# Instructions for the task:
Nothing in the records should be altered; retype them all exactly.

★ ★ ★ ★ ★ ★ ★

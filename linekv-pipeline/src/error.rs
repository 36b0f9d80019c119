use linekv_common::Stage;
use std::io;

#[derive(Debug, thiserror::Error)]
pub enum PipelineError {
    #[error("failed to start the {stage} thread")]
    Spawn {
        stage: Stage,
        #[source]
        source: io::Error,
    },

    #[error("the {stage} thread panicked")]
    StagePanicked { stage: Stage },
}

★ ★ ★ ★ ★ ★ ★

# Exercise answer:
filename linekv-pipeline/src/error.rs
repository 36b0f9d80019c119
use linekv_common::Stage;
use std::io;

#[derive(Debug, thiserror::Error)]
pub enum PipelineError {
    #[error("failed to start the {stage} thread")]
    Spawn {
        stage: Stage,
        #[source]
        source: io::Error,
    },

    #[error("the {stage} thread panicked")]
    StagePanicked { stage: Stage },
}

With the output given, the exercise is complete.